• Anesthésie générale
    J'avais investi une austère structure de chrirugie opératoire un jeudi mi ensoleillé mi pluvieux sur les bords de Seine, un mois de Mars anonyme, bien décidé à redéfinir mon système sympathique et parasympathique.
    Emporté par la vision du flux discontinu des automobiles indistinctes et fusantes au loin, je me grisais dans la chambre 650 à observer de la fenêtre aux rideaux beige le rougeoiement de leurs phares se perdre sur l'asphalte morne.
    Je faisais désormais partie de l'entité clinique de Bercy, remettant mon destin au travail du scalpel, qui allait affleurer à même mes nerfs paranoïdes. Comme si le cours de cette vie censément mienne attendait une nouvelle naissance, qui rendrait traversable l'ensemble des choses environnantes jusqu'alors devenues opaques et cruelles à mon endroit. L'heure de l'intervention approchait sourde et mutique. Le brancard bleu me mènerait à 8 h 30 au bloc opératoire gris. Dans la salle d'attente se diffuserait une musique elle aussi d'attente histoire de couper court aux appréhensions stériles...
    Un parc humain bien réglé, avec ses codes invisibles, ses tenues glacées et ses sourires de circonstance. Le produit anesthésique se diffuserait au son d'une voix rapidement éteinte, m'offrant aux limbes de l‘inconnu en un clignement de paupières. La masque à oxygène bien harnaché, l'expérience de l'impensé s'ouvrait somme toute à moi aux frais de la sécurité sociale. Un bien beau pays que celui-là offrant des échappées organiques légales.
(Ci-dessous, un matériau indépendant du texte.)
// Copyright (C) Pavel Grebnev 2024
// Distributed under the MIT License (license terms are at http://opensource.org/licenses/MIT).

use crate::numeric::{SetIndex, SetValue};

/// DenseIndexStorage is the storage for the dense index set, it is a combination of dense and
/// sparse arrays.
/// Sparse array is indexed by value and stores the position of that value in the dense array.
/// Dense array stores the values themselves, packed at the front.
///
/// Both arrays have exactly `capacity` slots and never grow, so they are allocated once.
#[derive(Clone)]
pub(crate) struct DenseIndexStorage<V, I> {
    // one entry per domain value, either a dense position or a sentinel
    indices: Box<[I]>,
    // only [0, size) is alive, the tail keeps stale values that are never read
    values: Box<[V]>,
    size: usize,
}

impl<V: SetValue, I: SetIndex> DenseIndexStorage<V, I> {
    pub(crate) fn with_capacity(capacity: usize) -> Self {
        Self {
            indices: vec![I::ABSENT; capacity].into_boxed_slice(),
            values: vec![V::default(); capacity].into_boxed_slice(),
            size: 0,
        }
    }

    pub(crate) fn capacity(&self) -> usize {
        self.indices.len()
    }

    pub(crate) fn size(&self) -> usize {
        self.size
    }

    pub(crate) fn live_values(&self) -> &[V] {
        &self.values[..self.size]
    }

    // the alive values at positions [from, size)
    pub(crate) fn live_tail(&self, from: usize) -> &[V] {
        &self.values[from..self.size]
    }

    pub(crate) fn raw_index(&self, value: V) -> I {
        self.indices[value.to_usize()]
    }

    pub(crate) fn set_raw_index(&mut self, value: V, index: I) {
        self.indices[value.to_usize()] = index;
    }

    pub(crate) fn position_of(&self, value: V) -> Option<usize> {
        self.raw_index(value).position()
    }

    pub(crate) fn is_member(&self, value: V) -> bool {
        self.raw_index(value) != I::ABSENT
    }

    // writes the value into the dense slot and points the sparse entry at it
    pub(crate) fn place(&mut self, position: usize, value: V) {
        self.values[position] = value;
        self.indices[value.to_usize()] = I::from_position(position);
    }

    pub(crate) fn mark_absent(&mut self, value: V) {
        self.indices[value.to_usize()] = I::ABSENT;
    }

    pub(crate) fn push(&mut self, value: V) {
        debug_assert!(self.size < self.capacity());
        self.place(self.size, value);
        self.size += 1;
    }

    pub(crate) fn swap_remove_at(&mut self, position: usize) -> V {
        debug_assert!(position < self.size);
        let removed = self.values[position];
        let last = self.values[self.size - 1];

        // if the removed value is the last one, this is a no-op that is undone right below
        self.place(position, last);
        self.mark_absent(removed);
        self.size -= 1;

        removed
    }

    pub(crate) fn pop_last(&mut self) -> Option<V> {
        if self.size == 0 {
            return None;
        }

        let value = self.values[self.size - 1];
        self.mark_absent(value);
        self.size -= 1;

        Some(value)
    }

    // resets only the entries of the alive values, so it's O(size) and not O(capacity)
    pub(crate) fn clear_live(&mut self) {
        for i in 0..self.size {
            let value = self.values[i];
            self.indices[value.to_usize()] = I::ABSENT;
        }
        self.size = 0;
    }

    pub(crate) fn set_size(&mut self, size: usize) {
        debug_assert!(size <= self.capacity());
        self.size = size;
    }

    /// Panics if the sparse and dense arrays disagree with each other.
    #[cfg(test)]
    pub(crate) fn assert_consistent(&self) {
        assert!(self.size <= self.capacity());

        for (position, value) in self.live_values().iter().enumerate() {
            assert_eq!(
                self.raw_index(*value).position(),
                Some(position),
                "value {value} doesn't point back to its dense slot"
            );
        }

        let mut members = 0;
        for index in self.indices.iter() {
            match index.position() {
                Some(position) => {
                    assert!(position < self.size, "sparse entry points past the alive values");
                    members += 1;
                }
                None => assert_eq!(*index, I::ABSENT, "scratch sentinel leaked"),
            }
        }
        assert_eq!(members, self.size);
    }
}
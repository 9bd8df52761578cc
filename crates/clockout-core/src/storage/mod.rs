pub mod config;
mod database;
mod memory;

pub use config::{
    validate_custom_sound, ClockOffsetType, Config, ConfigStore, CustomReminder, ReminderPatch,
    MAX_CUSTOM_SOUND_BYTES,
};
pub use database::SqliteStore;
pub use memory::MemoryStore;

use std::path::PathBuf;

use crate::error::StoreError;

/// Key of the persisted configuration record.
pub const CONFIG_KEY: &str = "countdown_config";
/// Key of the persisted shift session record.
pub const SESSION_KEY: &str = "countdown_timer_state";

/// String key-value persistence.
///
/// Both records the core persists (configuration and session) are whole
/// JSON documents written under a single key, so a `set` replaces the full
/// record and readers never observe a partial write.
pub trait KvStore {
    fn get(&self, key: &str) -> Result<Option<String>, StoreError>;
    fn set(&self, key: &str, value: &str) -> Result<(), StoreError>;
    fn delete(&self, key: &str) -> Result<(), StoreError>;
}

impl<T: KvStore + ?Sized> KvStore for &T {
    fn get(&self, key: &str) -> Result<Option<String>, StoreError> {
        (**self).get(key)
    }

    fn set(&self, key: &str, value: &str) -> Result<(), StoreError> {
        (**self).set(key, value)
    }

    fn delete(&self, key: &str) -> Result<(), StoreError> {
        (**self).delete(key)
    }
}

/// Returns the clockout data directory, creating it if needed.
///
/// `CLOCKOUT_DATA_DIR` wins when set. Otherwise `~/.config/clockout/`, or
/// `~/.config/clockout-dev/` when `CLOCKOUT_ENV=dev`.
///
/// # Errors
/// Returns an error if creating the directory fails.
pub fn data_dir() -> Result<PathBuf, StoreError> {
    let dir = match std::env::var_os("CLOCKOUT_DATA_DIR") {
        Some(explicit) => PathBuf::from(explicit),
        None => {
            let base_dir = dirs::home_dir()
                .unwrap_or_else(|| PathBuf::from("."))
                .join(".config");

            let env = std::env::var("CLOCKOUT_ENV").unwrap_or_else(|_| "production".to_string());

            if env == "dev" {
                base_dir.join("clockout-dev")
            } else {
                base_dir.join("clockout")
            }
        }
    };

    std::fs::create_dir_all(&dir)
        .map_err(|e| StoreError::DataDir(format!("{}: {e}", dir.display())))?;
    Ok(dir)
}
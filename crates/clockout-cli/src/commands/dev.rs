use clap::Subcommand;

use super::{open_timer, print_outcome, CliResult};

#[derive(Subcommand)]
pub enum DevAction {
    /// Move the end of the running shift one minute out
    EndSoon,
}

pub fn run(action: DevAction) -> CliResult {
    let mut timer = open_timer()?;

    match action {
        DevAction::EndSoon => {
            let event = timer.end_soon()?;
            print_outcome(&timer, event)?;
        }
    }
    Ok(())
}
Car il s'agissait bien d'une échappée hors du sentir, légal représentant du corps et de l'esprit vers un espace que l'on ne peut qualifier sinon par l'absence d'adjectifs. Impalpable dépossession de soi offrant l'abolition généralisée de tous les réflexes et conditionnements. Un retour au centre digne de françois Bayrou, centre mou mais doux. Zone cotonneuse et désincarnée, donc libre puisque vide. Trois siècles de mantras bouddhistes atteints en une minute, par la grâce de la chirurgie moderne. Au sortir de cette non pas décorporation mais bien fugue vers l'absentéisme radical, il me fallait accueillir au bord des iris des silhouettes floues, le corps dit médical, qui se tenait coi au fond de la salle de réveil. Ahuri et quelques secondes paniqué par ce retour aux limites perceptives avec dans les tempes une sensation d'effraction létale. Quelques heures pseudo comateuses plus tard et deux plateaux repas fort consistants dans l'intestin, je réalisais qu'une faille dans la prétendue Temporalité s'était insinuée au coin de mon néo-cortex, comme s'il était désormais mis au parfum d'une éventuelle arnaque maintenue depuis l'aube des temps.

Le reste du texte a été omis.